Background: Artificial intelligence (AI) enhanced retinal screening could reduce the impact of diabetic retinopathy (DR), the leading cause of preventable blindness in Australia. This study assessed the performance and validity of a dual-modality, deep learning system for detection of vision-threatening diabetic retinopathy (vtDR) in a multi-ethnic community.

Methods: Cross-sectional (algorithm-validation) study with the deep learning system assessing fundus photographs for gradability and severity of DR, and optical coherence tomography (OCT) scans for diabetic macular oedema (DMO). Internal validation of each algorithm was performed using a computer-randomised 80:20 split. External validation was by comparison to standard grading provided by two ophthalmologists in 748 prospectively recruited persons with diabetes (age ≥ 10) from hospital diabetes clinics and a general practice. Main outcome measures included sensitivity, specificity and the area under the receiver operating characteristic curve (AUC).
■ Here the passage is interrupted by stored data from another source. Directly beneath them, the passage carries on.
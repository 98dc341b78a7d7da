//! Configuration for the `serio` command-line tool.
//!
//! TOML-based, with environment variable overrides. The library itself never
//! reads it; `Config::port_configuration` turns it into the
//! [`PortConfiguration`](crate::PortConfiguration) that `GuardedPort::open`
//! takes.
//!
//! # Configuration Resolution
//!
//! 1. `SERIO_CONFIG` environment variable (explicit path)
//! 2. `./serio.toml` (current directory)
//! 3. `serio.toml` in the platform config directory
//! 4. Built-in defaults (no file required)
//!
//! # Environment Overrides
//!
//! The pattern is `SERIO_<SECTION>_<KEY>`, for example:
//! - `SERIO_PORT_NAME=/dev/ttyACM0`
//! - `SERIO_PORT_BAUD_RATE=9600`
//! - `SERIO_TIMEOUTS_DEADLINE_MS=0`
//!
//! # Example
//!
//! ```toml
//! [port]
//! name = "/dev/ttyUSB0"
//! baud_rate = 115200
//! parity = "none"
//! read_timeout_ms = 3000
//!
//! [timeouts]
//! open_ms = 10000
//! write_ms = 2000
//! deadline_ms = 5000
//!
//! [logging]
//! level = "info"
//! format = "pretty"
//! ```

mod error;
mod loader;
mod schema;

pub use error::{ConfigError, ConfigResult};
pub use loader::{
    get_default_config_dir, get_default_config_path, resolve_config_path, ConfigLoader,
};
pub use schema::{Config, LogFormat, LoggingConfig, PortSection, TimeoutsConfig};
Results: Internal validation revealed robust test characteristics. When compared to ophthalmologists, the system achieved an AUC of 0.92 (95% CI 0.90-0.94) for fundus photograph gradeability, 0.91 (95% CI 0.85-0.94) for the diagnosis of severe non-proliferative DR/proliferative DR and 0.90 (95% CI 0.87-0.96) for DMO detection from OCT scans. It demonstrated real-world applicability with an AUC of 0.94 (95% CI 0.91-0.97), sensitivity of 92.7% and specificity of 95.5% for detection of vtDR. Ungradable images occurred in 55 participants (7.4%).

Conclusions: The dual-modality, deep learning system can diagnose vtDR from fundus photographs and OCT scans with high levels of accuracy and specificity. This could support a novel model of care for DR screening in our community.